RECORDS TO USE
:::::
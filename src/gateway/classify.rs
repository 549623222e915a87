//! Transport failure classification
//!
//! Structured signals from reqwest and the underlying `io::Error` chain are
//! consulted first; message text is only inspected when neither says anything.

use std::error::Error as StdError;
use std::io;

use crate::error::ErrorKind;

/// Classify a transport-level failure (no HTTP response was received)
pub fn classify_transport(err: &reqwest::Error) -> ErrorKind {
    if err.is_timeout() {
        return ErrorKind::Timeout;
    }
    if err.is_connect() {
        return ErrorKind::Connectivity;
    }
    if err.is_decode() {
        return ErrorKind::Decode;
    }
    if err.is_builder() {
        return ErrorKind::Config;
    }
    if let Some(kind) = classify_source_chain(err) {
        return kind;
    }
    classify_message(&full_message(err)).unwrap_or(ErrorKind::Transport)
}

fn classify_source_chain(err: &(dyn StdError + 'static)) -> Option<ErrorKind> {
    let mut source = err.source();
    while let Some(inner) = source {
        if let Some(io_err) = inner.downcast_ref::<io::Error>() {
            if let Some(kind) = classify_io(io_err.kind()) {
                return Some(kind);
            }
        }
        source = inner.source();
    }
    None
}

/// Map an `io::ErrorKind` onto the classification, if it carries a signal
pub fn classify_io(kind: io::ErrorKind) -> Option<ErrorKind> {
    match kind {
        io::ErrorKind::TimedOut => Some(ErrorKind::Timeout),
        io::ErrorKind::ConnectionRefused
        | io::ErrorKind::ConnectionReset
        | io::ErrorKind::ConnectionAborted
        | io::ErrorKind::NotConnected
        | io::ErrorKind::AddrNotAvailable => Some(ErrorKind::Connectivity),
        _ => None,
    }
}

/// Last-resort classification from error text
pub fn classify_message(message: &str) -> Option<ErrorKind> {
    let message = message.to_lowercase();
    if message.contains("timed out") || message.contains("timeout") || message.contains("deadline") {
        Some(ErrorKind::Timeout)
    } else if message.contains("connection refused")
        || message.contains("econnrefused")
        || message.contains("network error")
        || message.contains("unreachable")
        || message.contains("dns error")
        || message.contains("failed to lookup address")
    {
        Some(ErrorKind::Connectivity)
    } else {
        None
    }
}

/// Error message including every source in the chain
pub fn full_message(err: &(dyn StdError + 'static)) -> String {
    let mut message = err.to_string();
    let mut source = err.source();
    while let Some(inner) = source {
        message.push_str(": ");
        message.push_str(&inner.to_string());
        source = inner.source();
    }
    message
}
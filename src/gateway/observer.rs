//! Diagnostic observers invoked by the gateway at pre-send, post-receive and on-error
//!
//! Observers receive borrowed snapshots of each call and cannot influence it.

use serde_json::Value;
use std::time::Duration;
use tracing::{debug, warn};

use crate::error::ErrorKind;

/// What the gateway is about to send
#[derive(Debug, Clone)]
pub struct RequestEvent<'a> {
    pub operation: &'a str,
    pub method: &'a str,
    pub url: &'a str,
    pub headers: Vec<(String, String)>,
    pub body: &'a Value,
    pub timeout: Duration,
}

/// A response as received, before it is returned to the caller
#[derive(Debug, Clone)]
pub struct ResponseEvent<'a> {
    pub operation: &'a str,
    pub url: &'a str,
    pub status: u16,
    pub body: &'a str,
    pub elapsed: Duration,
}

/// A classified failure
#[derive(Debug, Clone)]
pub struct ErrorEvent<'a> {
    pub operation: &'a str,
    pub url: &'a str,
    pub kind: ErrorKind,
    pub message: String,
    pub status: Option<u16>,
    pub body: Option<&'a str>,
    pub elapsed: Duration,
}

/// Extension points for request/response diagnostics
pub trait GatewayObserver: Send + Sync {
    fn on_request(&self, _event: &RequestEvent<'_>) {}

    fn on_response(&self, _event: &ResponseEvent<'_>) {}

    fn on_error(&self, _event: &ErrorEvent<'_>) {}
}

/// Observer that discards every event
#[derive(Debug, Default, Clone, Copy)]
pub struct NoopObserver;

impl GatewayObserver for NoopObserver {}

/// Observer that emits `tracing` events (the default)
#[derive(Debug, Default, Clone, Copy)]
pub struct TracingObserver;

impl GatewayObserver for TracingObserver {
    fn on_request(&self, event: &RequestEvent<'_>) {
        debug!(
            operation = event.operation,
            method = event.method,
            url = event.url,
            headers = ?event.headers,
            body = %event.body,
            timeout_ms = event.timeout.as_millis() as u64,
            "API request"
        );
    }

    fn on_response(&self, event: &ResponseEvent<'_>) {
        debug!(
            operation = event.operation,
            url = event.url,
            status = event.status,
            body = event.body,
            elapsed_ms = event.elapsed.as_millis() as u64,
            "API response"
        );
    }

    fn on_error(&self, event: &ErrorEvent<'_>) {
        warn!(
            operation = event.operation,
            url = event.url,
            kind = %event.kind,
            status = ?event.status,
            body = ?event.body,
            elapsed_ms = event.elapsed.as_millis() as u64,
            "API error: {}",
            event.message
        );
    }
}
:::::
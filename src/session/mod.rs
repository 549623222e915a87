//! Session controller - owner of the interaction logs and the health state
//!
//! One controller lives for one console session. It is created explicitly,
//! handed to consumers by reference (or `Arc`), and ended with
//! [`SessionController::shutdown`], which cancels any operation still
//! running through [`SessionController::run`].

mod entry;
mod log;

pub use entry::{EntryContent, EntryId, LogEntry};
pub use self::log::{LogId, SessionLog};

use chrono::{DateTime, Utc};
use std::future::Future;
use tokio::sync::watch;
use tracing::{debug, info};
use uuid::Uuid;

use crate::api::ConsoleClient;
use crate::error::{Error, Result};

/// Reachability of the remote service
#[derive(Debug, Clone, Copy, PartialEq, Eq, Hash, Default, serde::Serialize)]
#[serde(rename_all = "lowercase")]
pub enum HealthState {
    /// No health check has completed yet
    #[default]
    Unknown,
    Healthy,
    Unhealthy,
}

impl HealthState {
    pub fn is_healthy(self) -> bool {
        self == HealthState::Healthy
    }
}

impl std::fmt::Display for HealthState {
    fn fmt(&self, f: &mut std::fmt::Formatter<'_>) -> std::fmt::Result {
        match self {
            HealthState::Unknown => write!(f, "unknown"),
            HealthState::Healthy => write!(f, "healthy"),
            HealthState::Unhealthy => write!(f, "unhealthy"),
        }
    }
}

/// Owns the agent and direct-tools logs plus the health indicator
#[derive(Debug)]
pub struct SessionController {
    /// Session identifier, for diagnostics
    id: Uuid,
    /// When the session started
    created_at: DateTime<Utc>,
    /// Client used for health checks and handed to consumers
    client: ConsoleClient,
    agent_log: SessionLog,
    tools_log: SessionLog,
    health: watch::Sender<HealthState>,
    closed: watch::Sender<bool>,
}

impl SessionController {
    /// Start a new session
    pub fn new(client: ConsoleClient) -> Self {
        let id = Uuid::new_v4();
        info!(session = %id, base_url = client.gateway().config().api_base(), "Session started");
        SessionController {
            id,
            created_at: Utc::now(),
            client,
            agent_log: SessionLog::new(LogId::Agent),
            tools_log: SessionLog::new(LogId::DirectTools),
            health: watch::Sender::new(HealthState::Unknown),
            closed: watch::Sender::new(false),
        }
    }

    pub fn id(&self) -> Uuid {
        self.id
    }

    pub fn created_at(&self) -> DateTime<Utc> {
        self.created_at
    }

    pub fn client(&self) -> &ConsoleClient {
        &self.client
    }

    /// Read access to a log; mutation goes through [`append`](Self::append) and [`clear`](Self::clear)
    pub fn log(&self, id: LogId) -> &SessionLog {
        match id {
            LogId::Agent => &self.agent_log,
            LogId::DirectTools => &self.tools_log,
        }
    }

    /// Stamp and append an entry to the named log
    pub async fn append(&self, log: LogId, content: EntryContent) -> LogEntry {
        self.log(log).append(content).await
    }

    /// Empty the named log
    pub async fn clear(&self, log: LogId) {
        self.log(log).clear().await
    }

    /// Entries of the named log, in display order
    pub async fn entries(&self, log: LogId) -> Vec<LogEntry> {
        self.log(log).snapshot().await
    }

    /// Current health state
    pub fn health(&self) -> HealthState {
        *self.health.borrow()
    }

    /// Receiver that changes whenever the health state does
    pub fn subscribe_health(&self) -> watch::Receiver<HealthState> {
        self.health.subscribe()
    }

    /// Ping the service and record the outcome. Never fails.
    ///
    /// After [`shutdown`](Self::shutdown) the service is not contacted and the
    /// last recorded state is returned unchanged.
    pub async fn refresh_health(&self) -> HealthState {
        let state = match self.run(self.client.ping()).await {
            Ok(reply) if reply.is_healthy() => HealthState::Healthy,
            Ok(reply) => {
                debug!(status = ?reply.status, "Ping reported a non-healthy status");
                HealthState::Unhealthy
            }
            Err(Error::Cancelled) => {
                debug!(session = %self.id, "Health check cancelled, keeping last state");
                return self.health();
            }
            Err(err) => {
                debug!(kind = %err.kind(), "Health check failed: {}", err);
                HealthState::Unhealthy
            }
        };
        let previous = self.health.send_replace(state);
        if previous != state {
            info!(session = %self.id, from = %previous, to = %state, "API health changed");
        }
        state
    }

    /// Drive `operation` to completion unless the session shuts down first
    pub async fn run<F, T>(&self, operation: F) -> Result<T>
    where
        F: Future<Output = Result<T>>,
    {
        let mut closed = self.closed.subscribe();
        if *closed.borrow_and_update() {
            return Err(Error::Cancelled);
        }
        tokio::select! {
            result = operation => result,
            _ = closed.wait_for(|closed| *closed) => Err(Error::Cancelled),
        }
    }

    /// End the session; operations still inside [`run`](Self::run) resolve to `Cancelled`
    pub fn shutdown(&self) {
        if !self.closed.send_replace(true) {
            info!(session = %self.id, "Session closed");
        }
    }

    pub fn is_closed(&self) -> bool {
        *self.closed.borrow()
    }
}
:::::
YOUR ASSIGNMENT
How many of the lines above hold "Connectivity"? Answer with only the number.

TASK RESULT
3